Vonnegut paints an unblemished picture of Eliot Rosewater’s madness. He admits that Eliot is a “drunkard, a Utopian dreamer, a tinhorn saint, an aimless fool.” Eliot and his wife are described as “two such sick and loving people” that are constantly in psychoanalysis, undergoing electroshock and chemotherapy, and are thoroughly unable to lead anything resembling an ordinary and stable life. But accusation of insanity are not meant as censures – it is in fact the thoroughly sane for whom Vonnegut reserves his disdain. Who could blame Hamlet for his insanity? Perhaps the actions undertaken during his insanity are reprehensible, but the insanity itself is a perfectly reasonable reaction to an insane world. After all, it isn’t really Eliot or Hamlet that are insane, but the world itself. Their only fault lies in their expecting the world to be a decent and honorable place, a naivety that Vonnegut prizes above all else. Eliot’s goal is – against all odds – to “love everybody, no matter what they are, no matter what they do.” This is what truly earns him the label of insanity. Even the wretched figures he cares for in his Indianan hometown recognize this: “people are going to think you’re crazy for paying so much attention to people like us.” Vonnegut doesn’t dispute such an accusation, for it truly is crazy to have so much concern about the dispossessed and downtrodden – but it is such craziness that we so desperately need more of. This is what largely separates Eliot’s madness from Hamlet’s. Instead of the solipsistic moaning of the pathetic Hamlet, Eliot, as one character lauds him, “gave up everything a man is supposed to want, just to help the little people.” For this, she praises him: “God bless you, Mr. Rosewater.” From this it must be concluded: God bless insanity.

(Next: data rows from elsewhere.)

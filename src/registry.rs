//! Icon Registry - icon set configuration and source resolution
//!
//! Configuration maps a set name to `{size, names, useSDF}`. Every icon
//! resolves to the source `<set>/<name>`; an icon whose source is missing
//! fails the whole registry.

use log::{debug, warn};
use serde::{Deserialize, Serialize};
use std::collections::{BTreeMap, HashMap};
use std::fs;
use std::path::{Path, PathBuf};
use thiserror::Error;

use crate::validation::{Validator, ViolationSeverity};

#[derive(Debug, Error)]
pub enum RegistryError {
    #[error("Configuration error: {0}")]
    Configuration(String),

    #[error("Icon not found: {0}")]
    IconNotFound(String),

    #[error("Failed to read {path}: {source}")]
    Io {
        path: PathBuf,
        #[source]
        source: std::io::Error,
    },
}

#[derive(Debug, Clone, PartialEq, Eq, Serialize, Deserialize)]
#[serde(rename_all = "camelCase")]
pub struct IconSetConfig {
    pub size: u32,
    pub names: Vec<String>,
    #[serde(default, rename = "useSDF")]
    pub use_sdf: bool,
}

/// Set name -> icon set. Sets are visited in name order.
#[derive(Debug, Clone, Default, PartialEq, Eq, Serialize, Deserialize)]
#[serde(transparent)]
pub struct IconSetsConfig {
    pub sets: BTreeMap<String, IconSetConfig>,
}

impl IconSetsConfig {
    pub fn from_json(json: &str) -> Result<Self, RegistryError> {
        serde_json::from_str(json).map_err(|e| RegistryError::Configuration(e.to_string()))
    }

    pub fn load(path: &Path) -> Result<Self, RegistryError> {
        let content = fs::read_to_string(path).map_err(|source| RegistryError::Io {
            path: path.to_path_buf(),
            source,
        })?;
        Self::from_json(&content)
            .map_err(|e| RegistryError::Configuration(format!("{}: {}", path.display(), e)))
    }

    pub fn insert(&mut self, set: impl Into<String>, config: IconSetConfig) {
        self.sets.insert(set.into(), config);
    }

    pub fn icon_count(&self) -> usize {
        self.sets.values().map(|s| s.names.len()).sum()
    }
}

#[derive(Debug, Clone, PartialEq, Eq, Hash, Serialize, Deserialize)]
#[serde(rename_all = "camelCase")]
pub struct IconDescriptor {
    pub name: String,
    pub size: u32,
    pub source_id: String,
    #[serde(rename = "useSDF")]
    pub use_sdf: bool,
}

pub fn source_id(set: &str, name: &str) -> String {
    format!("{}/{}", set, name)
}

/// Where vector sources come from.
pub trait SourceStore {
    /// Load the source for `source_id`, failing with `IconNotFound` if absent.
    fn load(&self, source_id: &str) -> Result<String, RegistryError>;
}

#[derive(Debug, Clone, Default)]
pub struct MemorySourceStore {
    sources: HashMap<String, String>,
}

impl MemorySourceStore {
    pub fn new() -> Self {
        Self::default()
    }

    pub fn insert(&mut self, source_id: impl Into<String>, source: impl Into<String>) {
        self.sources.insert(source_id.into(), source.into());
    }
}

impl SourceStore for MemorySourceStore {
    fn load(&self, source_id: &str) -> Result<String, RegistryError> {
        self.sources
            .get(source_id)
            .cloned()
            .ok_or_else(|| RegistryError::IconNotFound(source_id.to_string()))
    }
}

/// Reads `<root>/<set>/<name>.<extension>` from disk.
#[derive(Debug, Clone)]
pub struct DirSourceStore {
    root: PathBuf,
    extension: String,
}

impl DirSourceStore {
    pub fn new(root: impl Into<PathBuf>) -> Self {
        Self { root: root.into(), extension: "svg".to_string() }
    }

    pub fn with_extension(mut self, extension: impl Into<String>) -> Self {
        self.extension = extension.into();
        self
    }

    pub fn path_for(&self, source_id: &str) -> PathBuf {
        self.root.join(format!("{}.{}", source_id, self.extension))
    }
}

impl SourceStore for DirSourceStore {
    fn load(&self, source_id: &str) -> Result<String, RegistryError> {
        let path = self.path_for(source_id);
        if !path.is_file() {
            return Err(RegistryError::IconNotFound(source_id.to_string()));
        }
        fs::read_to_string(&path).map_err(|source| RegistryError::Io { path, source })
    }
}

/// Resolved icons plus their vector sources.
#[derive(Debug, Clone, Default)]
pub struct IconRegistry {
    descriptors: Vec<IconDescriptor>,
    sources: HashMap<String, String>,
}

impl IconRegistry {
    /// Validate `config` and resolve every icon against `store`.
    ///
    /// Validation always runs first; error-level violations abort loading.
    pub fn load(config: &IconSetsConfig, store: &dyn SourceStore) -> Result<Self, RegistryError> {
        let validation = Validator::new().validate(config);
        for v in validation.violations.iter().filter(|v| v.severity == ViolationSeverity::Warning) {
            warn!("{}: {}", v.rule, v.message);
        }
        if !validation.valid {
            let messages: Vec<_> = validation
                .violations
                .iter()
                .filter(|v| v.severity == ViolationSeverity::Error)
                .map(|v| format!("{}: {}", v.rule, v.message))
                .collect();
            return Err(RegistryError::Configuration(messages.join("; ")));
        }

        let mut registry = Self::default();
        for (set, icons) in &config.sets {
            for name in &icons.names {
                let id = source_id(set, name);
                let source = store.load(&id)?;
                registry.sources.insert(id.clone(), source);
                registry.descriptors.push(IconDescriptor {
                    name: name.clone(),
                    size: icons.size,
                    source_id: id,
                    use_sdf: icons.use_sdf,
                });
            }
            debug!("Resolved icon set '{}' ({} icons at {}px)", set, icons.names.len(), icons.size);
        }
        Ok(registry)
    }

    /// Build a registry from already-resolved parts.
    pub fn from_parts(descriptors: Vec<IconDescriptor>, sources: HashMap<String, String>) -> Self {
        Self { descriptors, sources }
    }

    pub fn descriptors(&self) -> &[IconDescriptor] {
        &self.descriptors
    }

    pub fn source(&self, source_id: &str) -> Option<&str> {
        self.sources.get(source_id).map(String::as_str)
    }

    pub fn len(&self) -> usize {
        self.descriptors.len()
    }

    pub fn is_empty(&self) -> bool {
        self.descriptors.is_empty()
    }
}

#[cfg(test)]
mod tests {
    use super::*;

    const CONFIG: &str = r#"{
        "poi": {"size": 15, "names": ["cafe", "bank"]},
        "arrows": {"size": 9, "names": ["oneway"], "useSDF": true}
    }"#;

    fn store() -> MemorySourceStore {
        let mut store = MemorySourceStore::new();
        store.insert("poi/cafe", "<svg id='cafe'/>");
        store.insert("poi/bank", "<svg id='bank'/>");
        store.insert("arrows/oneway", "<svg id='oneway'/>");
        store
    }

    #[test]
    fn test_parse_config() {
        let config = IconSetsConfig::from_json(CONFIG).unwrap();
        assert_eq!(config.sets.len(), 2);
        assert!(config.sets["arrows"].use_sdf);
        assert!(!config.sets["poi"].use_sdf);
        assert_eq!(config.icon_count(), 3);
    }

    #[test]
    fn test_malformed_config() {
        let err = IconSetsConfig::from_json(r#"{"poi": {"names": ["x"]}}"#).unwrap_err();
        assert!(matches!(err, RegistryError::Configuration(_)));
    }

    #[test]
    fn test_load_orders_sets_by_name() {
        let config = IconSetsConfig::from_json(CONFIG).unwrap();
        let registry = IconRegistry::load(&config, &store()).unwrap();
        let names: Vec<_> = registry.descriptors().iter().map(|d| d.name.as_str()).collect();
        assert_eq!(names, ["oneway", "cafe", "bank"]);

        let oneway = &registry.descriptors()[0];
        assert_eq!(oneway.source_id, "arrows/oneway");
        assert_eq!(oneway.size, 9);
        assert!(oneway.use_sdf);
        assert_eq!(registry.source("poi/bank"), Some("<svg id='bank'/>"));
    }

    #[test]
    fn test_missing_source() {
        let config = IconSetsConfig::from_json(CONFIG).unwrap();
        let mut partial = MemorySourceStore::new();
        partial.insert("arrows/oneway", "<svg/>");
        let err = IconRegistry::load(&config, &partial).unwrap_err();
        assert!(matches!(err, RegistryError::IconNotFound(id) if id == "poi/cafe"));
    }

    #[test]
    fn test_invalid_config_rejected_before_lookup() {
        let config = IconSetsConfig::from_json(r#"{"poi": {"size": 0, "names": ["cafe"]}}"#).unwrap();
        let err = IconRegistry::load(&config, &MemorySourceStore::new()).unwrap_err();
        assert!(matches!(err, RegistryError::Configuration(_)));
    }

    #[test]
    fn test_dir_store() {
        let dir = tempfile::tempdir().unwrap();
        fs::create_dir_all(dir.path().join("poi")).unwrap();
        fs::write(dir.path().join("poi/cafe.svg"), "<svg/>").unwrap();

        let store = DirSourceStore::new(dir.path());
        assert_eq!(store.load("poi/cafe").unwrap(), "<svg/>");
        assert!(matches!(
            store.load("poi/bank"),
            Err(RegistryError::IconNotFound(_))
        ));
    }
}
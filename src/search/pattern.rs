// Copyright 2026 Logsieve Contributors
//
// Licensed under the Apache License, Version 2.0 (the "License");
// you may not use this file except in compliance with the License.
// You may obtain a copy of the License at
//
//     http://www.apache.org/licenses/LICENSE-2.0
//
// Unless required by applicable law or agreed to in writing, software
// distributed under the License is distributed on an "AS IS" BASIS,
// WITHOUT WARRANTIES OR CONDITIONS OF ANY KIND, either express or implied.
// See the License for the specific language governing permissions and
// limitations under the License.

//! Wildcard pattern matching for string operands
//!
//! Query string operands use wildcard syntax:
//! - `*` matches any run of characters (including empty)
//! - `?` matches exactly one character
//!
//! Patterns are compiled once to anchored regexes and reused for every
//! evaluated event.

use regex::Regex;

use crate::core::{Error, Result};

/// A compiled wildcard pattern
#[derive(Debug, Clone)]
pub struct WildcardPattern {
    pattern: String,
    regex: Regex,
    case_insensitive: bool,
}

impl WildcardPattern {
    /// Compile a wildcard pattern
    pub fn compile(pattern: &str, case_insensitive: bool) -> Result<Self> {
        // Build regex pattern character by character; % and _ have no
        // special meaning here, only * and ?
        let mut regex_pattern = String::with_capacity(pattern.len() * 2);
        regex_pattern.push('^');

        for c in pattern.chars() {
            match c {
                '*' => regex_pattern.push_str(".*"),
                '?' => regex_pattern.push('.'),
                // Escape regex special characters
                '.' | '+' | '^' | '$' | '(' | ')' | '[' | ']' | '{' | '}' | '|' | '\\' => {
                    regex_pattern.push('\\');
                    regex_pattern.push(c);
                }
                _ => regex_pattern.push(c),
            }
        }

        regex_pattern.push('$');

        let regex_str = if case_insensitive {
            format!("(?i){}", regex_pattern)
        } else {
            regex_pattern
        };

        let regex = Regex::new(&regex_str)
            .map_err(|e| Error::invalid_argument(format!("bad wildcard pattern: {}", e)))?;
        Ok(Self {
            pattern: pattern.to_string(),
            regex,
            case_insensitive,
        })
    }

    /// Check if a string matches the pattern
    pub fn matches(&self, text: &str) -> bool {
        self.regex.is_match(text)
    }

    /// The source wildcard pattern
    pub fn pattern(&self) -> &str {
        &self.pattern
    }

    /// Whether the pattern matches case-insensitively
    pub fn is_case_insensitive(&self) -> bool {
        self.case_insensitive
    }

    /// Returns true if the pattern matches every string
    ///
    /// Such a pattern carries no value information; filters built on it
    /// reduce to presence checks.
    pub fn is_match_all(pattern: &str) -> bool {
        !pattern.is_empty() && pattern.chars().all(|c| c == '*')
    }
}
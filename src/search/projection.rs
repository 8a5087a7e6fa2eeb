// Copyright 2026 Logsieve Contributors
//
// Licensed under the Apache License, Version 2.0 (the "License");
// you may not use this file except in compliance with the License.
// You may obtain a copy of the License at
//
//     http://www.apache.org/licenses/LICENSE-2.0
//
// Unless required by applicable law or agreed to in writing, software
// distributed under the License is distributed on an "AS IS" BASIS,
// WITHOUT WARRANTIES OR CONDITIONS OF ANY KIND, either express or implied.
// See the License for the specific language governing permissions and
// limitations under the License.

//! Projected key paths
//!
//! A projection names the literal key paths a caller wants reported as
//! soon as they appear in the schema. Each path is backed by an internal
//! column descriptor used only for resolution, never for evaluation.

use std::sync::Arc;

use rustc_hash::FxHashSet;

use crate::core::{Error, Namespace, Result};
use crate::search::descriptor::{ColumnDescriptor, DescriptorToken};

/// A literal (wildcard-free) key path to project, in tokenized form
#[derive(Debug, Clone, PartialEq, Eq)]
pub struct ProjectedKeyPath {
    pub namespace: Namespace,
    pub tokens: Vec<String>,
}

impl ProjectedKeyPath {
    /// Create a projected key path
    pub fn new(namespace: Namespace, tokens: Vec<String>) -> Self {
        Self { namespace, tokens }
    }

    /// The dot-joined form reported back to the handler
    pub fn joined(&self) -> String {
        self.tokens.join(".")
    }
}

/// The validated set of projected columns
#[derive(Debug, Default)]
pub struct Projection {
    columns: Vec<(Arc<ColumnDescriptor>, Arc<str>)>,
}

impl Projection {
    /// An empty projection (nothing is reported)
    pub fn empty() -> Self {
        Self::default()
    }

    /// Validate and compile a list of projected key paths
    ///
    /// Fails with InvalidArgument on an empty path, a wildcard token, or
    /// a duplicate path.
    pub fn new(paths: Vec<ProjectedKeyPath>) -> Result<Self> {
        let mut seen: FxHashSet<(Namespace, String)> = FxHashSet::default();
        let mut columns = Vec::with_capacity(paths.len());
        for path in paths {
            if path.tokens.is_empty() {
                return Err(Error::invalid_argument("empty projected key path"));
            }
            if path.tokens.iter().any(|token| token == "*") {
                return Err(Error::invalid_argument(format!(
                    "projected key path '{}' contains a wildcard",
                    path.joined()
                )));
            }
            let joined = path.joined();
            if !seen.insert((path.namespace, joined.clone())) {
                return Err(Error::invalid_argument(format!(
                    "duplicate projected key path '{}'",
                    joined
                )));
            }
            let tokens = path
                .tokens
                .iter()
                .map(|token| DescriptorToken::Key(token.clone()))
                .collect();
            let descriptor = ColumnDescriptor::new(path.namespace, tokens)?;
            columns.push((descriptor, Arc::from(joined.as_str())));
        }
        Ok(Self { columns })
    }

    /// The compiled projection columns with their original paths
    pub fn columns(&self) -> &[(Arc<ColumnDescriptor>, Arc<str>)] {
        &self.columns
    }

    /// Returns true if nothing is projected
    pub fn is_empty(&self) -> bool {
        self.columns.is_empty()
    }

    /// Number of projected paths
    pub fn len(&self) -> usize {
        self.columns.len()
    }
}
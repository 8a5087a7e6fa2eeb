// Copyright 2026 Logsieve Contributors
//
// Licensed under the Apache License, Version 2.0 (the "License");
// you may not use this file except in compliance with the License.
// You may obtain a copy of the License at
//
//     http://www.apache.org/licenses/LICENSE-2.0
//
// Unless required by applicable law or agreed to in writing, software
// distributed under the License is distributed on an "AS IS" BASIS,
// WITHOUT WARRANTIES OR CONDITIONS OF ANY KIND, either express or implied.
// See the License for the specific language governing permissions and
// limitations under the License.

//! Shared helpers for integration tests: a byte-level stream builder and
//! a recording unit handler.

#![allow(dead_code)]

use logsieve::core::value::EncodedTextAst;
use logsieve::stream::protocol::{
    LengthWidth, LogEventTag, SchemaNodeTag, EIGHT_BYTE_ENCODING_TAG, METADATA_JSON_TAG,
    TAG_END_OF_STREAM, TAG_UTC_OFFSET_CHANGE, VALUE_TAG_ARRAY_LEN_U8, VALUE_TAG_ENCODED_TEXT,
    VALUE_TAG_FALSE, VALUE_TAG_FLOAT64, VALUE_TAG_INT64, VALUE_TAG_NULL, VALUE_TAG_STR_LEN_U8,
    VALUE_TAG_TRUE,
};
use logsieve::{
    Error, LogEvent, Namespace, NodeId, NodeLocator, NodeType, Result, SchemaTree, UnitHandler,
    UtcOffset, Value,
};

/// Builds well-formed (or deliberately malformed) IR stream bytes
pub struct StreamBuilder {
    bytes: Vec<u8>,
}

impl StreamBuilder {
    /// A stream opening with the eight-byte encoding variant and a
    /// current-version preamble
    pub fn new() -> Self {
        Self::with_metadata(r#"{"version":"0.1.0"}"#)
    }

    /// A stream with an explicit metadata blob
    pub fn with_metadata(metadata: &str) -> Self {
        let mut bytes = vec![EIGHT_BYTE_ENCODING_TAG, METADATA_JSON_TAG];
        bytes.extend_from_slice(&(metadata.len() as u32).to_le_bytes());
        bytes.extend_from_slice(metadata.as_bytes());
        Self { bytes }
    }

    /// Append a schema-tree-node-insertion unit
    pub fn insert_node(
        mut self,
        namespace: Namespace,
        parent_id: NodeId,
        key: &str,
        node_type: NodeType,
    ) -> Self {
        let tag = SchemaNodeTag {
            namespace,
            node_type,
            key_length_width: LengthWidth::U8,
        };
        self.bytes.push(tag.encode());
        self.bytes.extend_from_slice(&parent_id.to_le_bytes());
        self.bytes.push(key.len() as u8);
        self.bytes.extend_from_slice(key.as_bytes());
        self
    }

    /// Append a UTC offset change unit
    pub fn utc_offset(mut self, offset: UtcOffset) -> Self {
        self.bytes.push(TAG_UTC_OFFSET_CHANGE);
        self.bytes.extend_from_slice(&offset.to_le_bytes());
        self
    }

    /// Append a log event unit
    pub fn log_event(
        mut self,
        auto_gen: &[(NodeId, Value)],
        user_gen: &[(NodeId, Value)],
    ) -> Self {
        let tag = LogEventTag {
            field_width: LengthWidth::U8,
        };
        self.bytes.push(tag.encode());
        for pairs in [auto_gen, user_gen] {
            self.bytes.push(pairs.len() as u8);
            for (node_id, value) in pairs {
                self.bytes.push(*node_id as u8);
                push_value(&mut self.bytes, value);
            }
        }
        self
    }

    /// Append the end-of-stream unit
    pub fn end_of_stream(mut self) -> Self {
        self.bytes.push(TAG_END_OF_STREAM);
        self
    }

    /// Append raw bytes (for malformed-stream tests)
    pub fn raw(mut self, bytes: &[u8]) -> Self {
        self.bytes.extend_from_slice(bytes);
        self
    }

    /// The finished stream
    pub fn build(self) -> Vec<u8> {
        self.bytes
    }
}

fn push_value(bytes: &mut Vec<u8>, value: &Value) {
    match value {
        Value::Null => bytes.push(VALUE_TAG_NULL),
        Value::Bool(true) => bytes.push(VALUE_TAG_TRUE),
        Value::Bool(false) => bytes.push(VALUE_TAG_FALSE),
        Value::Int(i) => {
            bytes.push(VALUE_TAG_INT64);
            bytes.extend_from_slice(&i.to_le_bytes());
        }
        Value::Float(f) => {
            bytes.push(VALUE_TAG_FLOAT64);
            bytes.extend_from_slice(&f.to_le_bytes());
        }
        Value::ShortString(s) => {
            bytes.push(VALUE_TAG_STR_LEN_U8);
            bytes.push(s.len() as u8);
            bytes.extend_from_slice(s.as_bytes());
        }
        Value::UnstructuredArray(s) => {
            bytes.push(VALUE_TAG_ARRAY_LEN_U8);
            bytes.push(s.len() as u8);
            bytes.extend_from_slice(s.as_bytes());
        }
        Value::ClpString(ast) => {
            bytes.push(VALUE_TAG_ENCODED_TEXT);
            push_encoded_text(bytes, ast);
        }
    }
}

fn push_encoded_text(bytes: &mut Vec<u8>, ast: &EncodedTextAst) {
    bytes.extend_from_slice(&(ast.logtype().len() as u32).to_le_bytes());
    bytes.extend_from_slice(ast.logtype().as_bytes());
    bytes.extend_from_slice(&(ast.dict_vars().len() as u32).to_le_bytes());
    for var in ast.dict_vars() {
        bytes.extend_from_slice(&(var.len() as u32).to_le_bytes());
        bytes.extend_from_slice(var.as_bytes());
    }
    bytes.extend_from_slice(&(ast.encoded_vars().len() as u32).to_le_bytes());
    for var in ast.encoded_vars() {
        bytes.extend_from_slice(&var.to_le_bytes());
    }
}

/// What a recorded log event carried
#[derive(Debug, Clone)]
pub struct RecordedEvent {
    pub auto_gen: Vec<(NodeId, Value)>,
    pub user_gen: Vec<(NodeId, Value)>,
    pub utc_offset: UtcOffset,
}

/// A unit handler that records every callback in order
#[derive(Debug, Default)]
pub struct RecordingHandler {
    pub unit_order: Vec<String>,
    pub events: Vec<RecordedEvent>,
    pub insertions: Vec<(Namespace, NodeLocator)>,
    pub offset_changes: Vec<(UtcOffset, UtcOffset)>,
    pub projections: Vec<(Namespace, NodeId, String)>,
    pub end_of_stream_count: usize,
    /// When set, the matching callback fails with this handler code
    pub fail_log_events_with: Option<i64>,
    pub fail_projections_with: Option<i64>,
}

impl RecordingHandler {
    pub fn new() -> Self {
        Self::default()
    }
}

impl UnitHandler for RecordingHandler {
    fn handle_log_event(&mut self, event: LogEvent<'_>) -> Result<()> {
        if let Some(code) = self.fail_log_events_with {
            return Err(Error::handler(code));
        }
        self.unit_order.push("log-event".to_string());
        self.events.push(RecordedEvent {
            auto_gen: event.pairs(Namespace::AutoGen).iter().cloned().collect(),
            user_gen: event.pairs(Namespace::UserGen).iter().cloned().collect(),
            utc_offset: event.utc_offset(),
        });
        Ok(())
    }

    fn handle_schema_tree_node_insertion(
        &mut self,
        namespace: Namespace,
        locator: &NodeLocator,
        tree: &SchemaTree,
    ) -> Result<()> {
        assert!(
            tree.has_node(locator),
            "insertion callback must see the node already in the tree"
        );
        self.unit_order.push("schema-tree-node-insertion".to_string());
        self.insertions.push((namespace, locator.clone()));
        Ok(())
    }

    fn handle_utc_offset_change(&mut self, old: UtcOffset, new: UtcOffset) -> Result<()> {
        self.unit_order.push("utc-offset-change".to_string());
        self.offset_changes.push((old, new));
        Ok(())
    }

    fn handle_end_of_stream(&mut self) -> Result<()> {
        self.unit_order.push("end-of-stream".to_string());
        self.end_of_stream_count += 1;
        Ok(())
    }

    fn handle_projection_resolution(
        &mut self,
        namespace: Namespace,
        node_id: NodeId,
        key_path: &str,
    ) -> Result<()> {
        if let Some(code) = self.fail_projections_with {
            return Err(Error::handler(code));
        }
        self.projections
            .push((namespace, node_id, key_path.to_string()));
        Ok(())
    }
}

The world of God Bless You, Mr. Rosewater is a surprisingly realistic take on modern America. Gone are the aliens and time travel that Vonnegut so comfortably works into his social and political analyses. We are left with the gritty and disappointing soul-rot of Cold War-era America. This is a world where, as Vonnegut writes, lives are “nearly all paltry, lacking in subtlety, wisdom, wit or invention,” and thoroughly “pointless and unhappy.” The whole of advanced industrial America is rotten to the core with a fatal sickness of the spirit, a bleak social nihilism from which we may never recover. People are constantly being “rejected as being mentally, morally, and physically undesirable.” That anyone could make a fortune on stocks and bonds – “small experiments with worthless paper” – while laborers starve on the streets indicates that something is very rotten indeed.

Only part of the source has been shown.